Sunday, May 03, 2009

Better.

I still have a basal level of fear, still cannot rationalize my thoughts, widdling them down to harmless rounded stumps. They are still sharp to a point that pierces my mind and scares me into doing what I otherwise might not, or preventing me from doing what I know I should.

The study of medicine as yeilded a new understanding of what is fragile. "Fragility, thy name in woman." the famous line in Hamlet reads. If Shakespeare were only able to know what I do: that fragility's name should be human.

Everyday in school I am confronted with new malaties and little reverence for the normal homeostasis of the human condition. The is so much wrong with our environment and some much to go wrong with our bodies. How can I be hopeful? Is this all we are? Sick or destinted to be sick. Souless and existing but to die?
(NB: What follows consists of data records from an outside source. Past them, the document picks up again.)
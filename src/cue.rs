//! Declarative audio cue templates
//!
//! A cue describes one synthesized effect: what to build and when,
//! relative to sequence start. Cues are immutable templates; the graph
//! that realizes one is created fresh every time it fires.

use crate::error::{FlypastError, Result};
use crate::nodes::Waveform;
use crate::param::FLOOR;
use serde::{Deserialize, Serialize};
use std::fmt;

/// The three effects of the intro
#[derive(Debug, Clone, Copy, PartialEq, Eq, Hash, Serialize, Deserialize)]
pub enum CueKind {
    /// Filtered noise fly-by panning across the stereo field
    NoiseSweep,
    /// Falling whistle
    ToneSweep,
    /// Low-frequency impact
    ImpactBoom,
}

impl fmt::Display for CueKind {
    fn fmt(&self, f: &mut fmt::Formatter<'_>) -> fmt::Result {
        let name = match self {
            CueKind::NoiseSweep => "noise-sweep",
            CueKind::ToneSweep => "tone-sweep",
            CueKind::ImpactBoom => "impact-boom",
        };
        f.write_str(name)
    }
}

/// Jet fly-by: low-passed noise whose cutoff peaks as the jet passes
#[derive(Debug, Clone, PartialEq, Serialize, Deserialize)]
#[serde(default)]
pub struct NoiseSweepParams {
    /// Noise buffer length and envelope duration (seconds)
    pub duration: f64,
    pub filter_start_hz: f32,
    pub filter_peak_hz: f32,
    pub filter_end_hz: f32,
    /// Fraction of `duration` at which the cutoff peaks (closest pass)
    pub peak_fraction: f64,
    pub filter_q: f32,
    pub peak_gain: f32,
    /// Fraction of `duration` spent fading in
    pub fade_in_fraction: f64,
    pub pan_from: f32,
    pub pan_to: f32,
    /// Fraction of `duration` the pan sweep takes; the position holds afterwards
    pub pan_fraction: f64,
    /// Fixed noise seed for reproducible renders
    #[serde(skip_serializing_if = "Option::is_none")]
    pub seed: Option<u64>,
}

impl Default for NoiseSweepParams {
    fn default() -> Self {
        Self {
            duration: 2.5,
            filter_start_hz: 200.0,
            filter_peak_hz: 4000.0,
            filter_end_hz: 100.0,
            peak_fraction: 0.48,
            filter_q: biquad::Q_BUTTERWORTH_F32,
            peak_gain: 0.4,
            fade_in_fraction: 0.4,
            pan_from: -1.0,
            pan_to: 1.0,
            pan_fraction: 0.8,
            seed: None,
        }
    }
}

impl NoiseSweepParams {
    pub fn validate(&self) -> Result<()> {
        check_duration("noise sweep duration", self.duration)?;
        check_hz("noise sweep filter start", self.filter_start_hz)?;
        check_hz("noise sweep filter peak", self.filter_peak_hz)?;
        check_hz("noise sweep filter end", self.filter_end_hz)?;
        check_fraction("noise sweep peak fraction", self.peak_fraction)?;
        check_fraction("noise sweep fade-in fraction", self.fade_in_fraction)?;
        check_fraction("noise sweep pan fraction", self.pan_fraction)?;
        check_peak_gain("noise sweep", self.peak_gain)?;
        check_pan("noise sweep pan_from", self.pan_from)?;
        check_pan("noise sweep pan_to", self.pan_to)?;
        if !(self.filter_q.is_finite() && self.filter_q > 0.0) {
            return Err(FlypastError::InvalidCue(format!(
                "noise sweep filter Q must be positive, got {}",
                self.filter_q
            )));
        }
        Ok(())
    }
}

/// Falling whistle: pitch drops exponentially while the level fades out
#[derive(Debug, Clone, PartialEq, Serialize, Deserialize)]
#[serde(default)]
pub struct ToneSweepParams {
    pub duration: f64,
    pub start_hz: f32,
    pub end_hz: f32,
    /// Constant starting level, ramped linearly to zero
    pub gain: f32,
    pub waveform: Waveform,
}

impl Default for ToneSweepParams {
    fn default() -> Self {
        Self {
            duration: 0.6,
            start_hz: 1200.0,
            end_hz: 100.0,
            gain: 0.1,
            waveform: Waveform::Sine,
        }
    }
}

impl ToneSweepParams {
    pub fn validate(&self) -> Result<()> {
        check_duration("tone sweep duration", self.duration)?;
        check_hz("tone sweep start", self.start_hz)?;
        check_hz("tone sweep end", self.end_hz)?;
        check_peak_gain("tone sweep", self.gain)
    }
}

/// Impact: a low sine diving towards sub-audio with a long decay
#[derive(Debug, Clone, PartialEq, Serialize, Deserialize)]
#[serde(default)]
pub struct ImpactBoomParams {
    /// Duration of the pitch dive (seconds)
    pub sweep_duration: f64,
    /// Duration of the gain decay (seconds)
    pub decay_duration: f64,
    pub start_hz: f32,
    pub end_hz: f32,
    pub peak_gain: f32,
    pub waveform: Waveform,
}

impl Default for ImpactBoomParams {
    fn default() -> Self {
        Self {
            sweep_duration: 0.5,
            decay_duration: 1.0,
            start_hz: 100.0,
            end_hz: FLOOR,
            peak_gain: 0.8,
            waveform: Waveform::Sine,
        }
    }
}

impl ImpactBoomParams {
    pub fn validate(&self) -> Result<()> {
        check_duration("impact sweep duration", self.sweep_duration)?;
        check_duration("impact decay duration", self.decay_duration)?;
        check_hz("impact start", self.start_hz)?;
        check_hz("impact end", self.end_hz)?;
        check_peak_gain("impact", self.peak_gain)
    }
}

/// Parameter set of a cue; the variant decides which graph gets built
#[derive(Debug, Clone, PartialEq)]
pub enum CueEffect {
    NoiseSweep(NoiseSweepParams),
    ToneSweep(ToneSweepParams),
    ImpactBoom(ImpactBoomParams),
}

impl CueEffect {
    pub fn kind(&self) -> CueKind {
        match self {
            CueEffect::NoiseSweep(_) => CueKind::NoiseSweep,
            CueEffect::ToneSweep(_) => CueKind::ToneSweep,
            CueEffect::ImpactBoom(_) => CueKind::ImpactBoom,
        }
    }

    /// Time from start until the voice finishes (seconds)
    pub fn duration(&self) -> f64 {
        match self {
            CueEffect::NoiseSweep(p) => p.duration,
            CueEffect::ToneSweep(p) => p.duration,
            CueEffect::ImpactBoom(p) => p.sweep_duration.max(p.decay_duration),
        }
    }

    /// Level the gain envelope settles at when the voice ends
    ///
    /// Exponential envelopes stop at [`FLOOR`]; the linear whistle fade
    /// reaches zero.
    pub fn gain_floor(&self) -> f32 {
        match self {
            CueEffect::ToneSweep(_) => 0.0,
            CueEffect::NoiseSweep(_) | CueEffect::ImpactBoom(_) => FLOOR,
        }
    }

    pub fn validate(&self) -> Result<()> {
        match self {
            CueEffect::NoiseSweep(p) => p.validate(),
            CueEffect::ToneSweep(p) => p.validate(),
            CueEffect::ImpactBoom(p) => p.validate(),
        }
    }
}

/// A cue template: which effect, and when relative to sequence start
#[derive(Debug, Clone, PartialEq)]
pub struct AudioCue {
    /// Seconds from sequence start
    pub offset: f64,
    pub effect: CueEffect,
}

impl AudioCue {
    pub fn new(offset: f64, effect: CueEffect) -> Self {
        Self { offset, effect }
    }

    pub fn kind(&self) -> CueKind {
        self.effect.kind()
    }
}

/// Parameter sets for the three cues
#[derive(Debug, Clone, Default, PartialEq, Serialize, Deserialize)]
#[serde(default)]
pub struct CueConfig {
    pub noise: NoiseSweepParams,
    pub tone: ToneSweepParams,
    pub boom: ImpactBoomParams,
}

impl CueConfig {
    pub fn validate(&self) -> Result<()> {
        self.noise.validate()?;
        self.tone.validate()?;
        self.boom.validate()
    }
}

fn check_duration(what: &str, secs: f64) -> Result<()> {
    if secs.is_finite() && secs > 0.0 {
        Ok(())
    } else {
        Err(FlypastError::InvalidCue(format!("{what} must be positive, got {secs}")))
    }
}

fn check_hz(what: &str, hz: f32) -> Result<()> {
    if hz.is_finite() && hz > 0.0 {
        Ok(())
    } else {
        Err(FlypastError::InvalidCue(format!("{what} frequency must be positive, got {hz}")))
    }
}

fn check_fraction(what: &str, fraction: f64) -> Result<()> {
    if fraction > 0.0 && fraction < 1.0 {
        Ok(())
    } else {
        Err(FlypastError::InvalidCue(format!(
            "{what} must lie strictly between 0 and 1, got {fraction}"
        )))
    }
}

fn check_peak_gain(what: &str, gain: f32) -> Result<()> {
    // The envelope has to fall to the floor, so it must start above it
    if gain.is_finite() && gain > FLOOR && gain <= 1.0 {
        Ok(())
    } else {
        Err(FlypastError::InvalidCue(format!(
            "{what} gain must be in ({FLOOR}, 1.0], got {gain}"
        )))
    }
}

fn check_pan(what: &str, pan: f32) -> Result<()> {
    if (-1.0..=1.0).contains(&pan) {
        Ok(())
    } else {
        Err(FlypastError::InvalidCue(format!("{what} must be in [-1, 1], got {pan}")))
    }
}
The natural world may be as simple as an answer could be, displaying a response in the commonality of every living thing: to reproduce. Though, for me this offers no sucker. This world seems to be dying, so my seed will not count. It is sad, but it seems to all be dying.

So what to do? I hear, in the same sour and defeated breath that utters death and hopelessness, whispers of life. What do you do with your time here, Matt? Lament your morality. Who told you that wrong tales about life. No cycles, no natural cycles in these storiesL: I was raised to see dying as unnatural. I was raised Christian. What haunting, yet enticing oft repeated line was "Thou shalt now parish, but have ever-lasting life."